When I was looking for images I noticed Rush University had a lot on their website about this. HA! Get it? RUSH!

If I didn't laugh, I'd probably throw up.

Wednesday, July 22, 2009

Apology

I was out of town for a few weeks. I should have posted a warning. I will be back with a post today. I've already started it, but feel it will take me a little longer to describe watching someone poop on camera.

Tuesday, June 23, 2009

Beware the Google Search

I'll begin today's blog with a definition. Didactics: the hour every day where every available radiology resident/medical student is required to go sit in a dimmed lecture hall while an attending is dragged in to talk about the first thing they can find a ready-made powerpoint presentation for. Meanwhile I hope it's not the doctor with monotonous voice and accent--not because I have to focus to understand, but because my mind just stops trying completely without even asking me. I totally space out for a good ten minutes before I even realize my mind wandered. It's like being in church. It also means I have to eat lunch crammed on a tiny tiny desk/chair combo that makes for a crappy desk and a crappy chair.

Today I was sitting innocently in didactics , minding my own business and trying to be happy with my pre-wedding lunch regimen, when one of the attendings, my advisor actually, walked in and said "So Al I was searching online for Dr. Howe's phone number today and found this picture of you..."

Oh Sweet Jesus. That is never something you want an attending to announce to you. I lock up my facebook account, and luckily I was 21 before it even came to my college, but still, you never know. Plus, I am not exactly photogenic. Well, maybe I would be, but in most pictures I'm too busy trying to look like I ain't got no sense. It really tones down my cuteness, to be honest.

"I just laughed and laughed!" Oh no. "I can't imagine what they story is behind that picture."
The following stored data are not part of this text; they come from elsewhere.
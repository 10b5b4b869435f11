//! Open-Meteo client
//!
//! Resolves a place name to coordinates through the geocoding API, then asks the
//! forecast API for conditions at those coordinates. No retries, no caching.

use crate::config::WeatherConfig;
use crate::weather::conditions::weather_condition;
use crate::weather::error::WeatherError;
use crate::weather::types::{
    CurrentWeatherResponse, DailyForecast, ForecastResponse, GeocodingResponse, GeocodingResult,
    WeatherSnapshot,
};
use reqwest::Url;
use serde::de::DeserializeOwned;

const CURRENT_FIELDS: &str = "temperature_2m,apparent_temperature,relative_humidity_2m,wind_speed_10m,wind_gusts_10m,weather_code";
const FORECAST_CURRENT_FIELDS: &str = "temperature_2m,precipitation,weather_code";
const FORECAST_HOURLY_FIELDS: &str = "precipitation_probability,temperature_2m";

/// Client for the geocoding and forecast APIs
#[derive(Debug, Clone)]
pub struct WeatherClient {
    client: reqwest::Client,
    geocoding_base_url: String,
    forecast_base_url: String,
}

impl WeatherClient {
    /// Create a client using the configured base URLs
    pub fn new(client: reqwest::Client, config: &WeatherConfig) -> Self {
        Self::with_base_urls(
            client,
            &config.geocoding_base_url,
            &config.forecast_base_url,
        )
    }

    /// Create a client against explicit base URLs (used by tests)
    pub fn with_base_urls(
        client: reqwest::Client,
        geocoding_base_url: &str,
        forecast_base_url: &str,
    ) -> Self {
        Self {
            client,
            geocoding_base_url: geocoding_base_url.trim_end_matches('/').to_string(),
            forecast_base_url: forecast_base_url.trim_end_matches('/').to_string(),
        }
    }

    /// Resolve a place name to its best geocoding match
    ///
    /// # Errors
    /// * `WeatherError::LocationNotFound` if the search returned no result
    /// * `WeatherError::Fetch` if the API answered with a non-success status
    pub async fn geocode(&self, location: &str) -> Result<GeocodingResult, WeatherError> {
        let url = build_url(
            &format!("{}/search", self.geocoding_base_url),
            &[("name", location), ("count", "1")],
        )?;

        let response: GeocodingResponse = self.fetch_json(url).await?;
        response
            .results
            .and_then(|results| results.into_iter().next())
            .ok_or_else(|| WeatherError::LocationNotFound(location.to_string()))
    }

    /// Get current conditions for a place name
    pub async fn current_weather(&self, location: &str) -> Result<WeatherSnapshot, WeatherError> {
        let place = self.geocode(location).await?;
        let latitude = place.latitude.to_string();
        let longitude = place.longitude.to_string();
        let url = build_url(
            &format!("{}/forecast", self.forecast_base_url),
            &[
                ("latitude", latitude.as_str()),
                ("longitude", longitude.as_str()),
                ("current", CURRENT_FIELDS),
            ],
        )?;

        let data: CurrentWeatherResponse = self.fetch_json(url).await?;
        let current = data.current;

        Ok(WeatherSnapshot {
            temperature: current.temperature_2m,
            feels_like: current.apparent_temperature,
            humidity: current.relative_humidity_2m,
            wind_speed: current.wind_speed_10m,
            wind_gust: current.wind_gusts_10m,
            conditions: weather_condition(current.weather_code).to_string(),
            location: place.name,
        })
    }

    /// Get today's outlook (temperature range, peak precipitation chance) for a city
    pub async fn daily_forecast(&self, city: &str) -> Result<DailyForecast, WeatherError> {
        let place = self.geocode(city).await?;
        let latitude = place.latitude.to_string();
        let longitude = place.longitude.to_string();
        let url = build_url(
            &format!("{}/forecast", self.forecast_base_url),
            &[
                ("latitude", latitude.as_str()),
                ("longitude", longitude.as_str()),
                ("current", FORECAST_CURRENT_FIELDS),
                ("hourly", FORECAST_HOURLY_FIELDS),
                ("forecast_days", "1"),
                ("timezone", "auto"),
            ],
        )?;

        let data: ForecastResponse = self.fetch_json(url).await?;
        let temperatures: Vec<f64> = data.hourly.temperature_2m.iter().flatten().copied().collect();
        if temperatures.is_empty() {
            return Err(WeatherError::MissingData(format!(
                "no hourly temperatures for '{}'",
                place.name
            )));
        }

        let max_temp = temperatures.iter().copied().fold(f64::NEG_INFINITY, f64::max);
        let min_temp = temperatures.iter().copied().fold(f64::INFINITY, f64::min);
        let precipitation_chance = data
            .hourly
            .precipitation_probability
            .iter()
            .flatten()
            .copied()
            .fold(0.0, f64::max);

        Ok(DailyForecast {
            date: data.current.time,
            max_temp,
            min_temp,
            precipitation_chance,
            condition: weather_condition(data.current.weather_code).to_string(),
            location: place.name,
        })
    }

    async fn fetch_json<T: DeserializeOwned>(&self, url: Url) -> Result<T, WeatherError> {
        tracing::debug!(url = %url, "Fetching weather data");

        let response = self
            .client
            .get(url.clone())
            .send()
            .await
            .map_err(|e| WeatherError::Request(url.to_string(), e))?;

        let status = response.status();
        if !status.is_success() {
            tracing::error!(
                url = %url,
                status_code = status.as_u16(),
                "Weather API returned error status"
            );
            return Err(WeatherError::Fetch(url.to_string()));
        }

        response
            .json::<T>()
            .await
            .map_err(|e| WeatherError::Decode(url.to_string(), e))
    }
}

fn build_url(base: &str, params: &[(&str, &str)]) -> Result<Url, WeatherError> {
    Url::parse_with_params(base, params)
        .map_err(|e| WeatherError::InvalidUrl(format!("{}: {}", base, e)))
}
Now I really want to know what pic it was. "Where did you find it?" I asked. "It was on that website with the sarcastic med school newsletter." "Was it a picture of me dressed as Chuck Norris?" "Noooo, but I'd like to see that too." Well that was a miscalculation on my part. He couldn't describe it with any other words beside "hilarious" and "something he wished he had on everybody". so I had a little search project for the afternoon.

The rest of the day, if I passed him in the hall he laughed out loud. Or once he said, "There's the Wild Woman!" Good grief.

It wasn't that bad after all. At least, it's not that bad compared to other pictures I've taken. I suppose how someone used to Professional Soon-to-Be-Doctor Al and not Every Other Moment of Her Life Al could be a bit taken aback. Maybe I'll do a little cleanup of my facebook profile. Just in case.

Monday, June 22, 2009

Why I haven't blogged lately.

Wedding. Wedding, wedding wedding. Your wedding, that other guy's wedding, my wedding...lots of weddings.

But here's a story from a lady getting a cerebral angiogram. She used to work at a prison sorting the mail and opening it, for obvious reasons. One of the nurses asked, "What's the best thing you found in the mail?"

"Well, aside from the pictures around Valentine's Day--which usually had notes that read "Don't let anyone else see this!!"--I'd say it was the drugs." Apparently, people routinely mail their friends/significant others all sorts of contraband. The funny thing is, they almost always put their return addresses on the envelope full of drugs. Hmmm.... I guess people really take that second-grade envelope writing lesson seriously. It's a hard habit to break, even if the law isn't.

She said one lady mailed her man drugs, but didn't put enough postage on it, so it went back to her. She re-applied postage and mailed it back.

That's all I have for now. I'm moving on Saturday, so I can't promise too much more.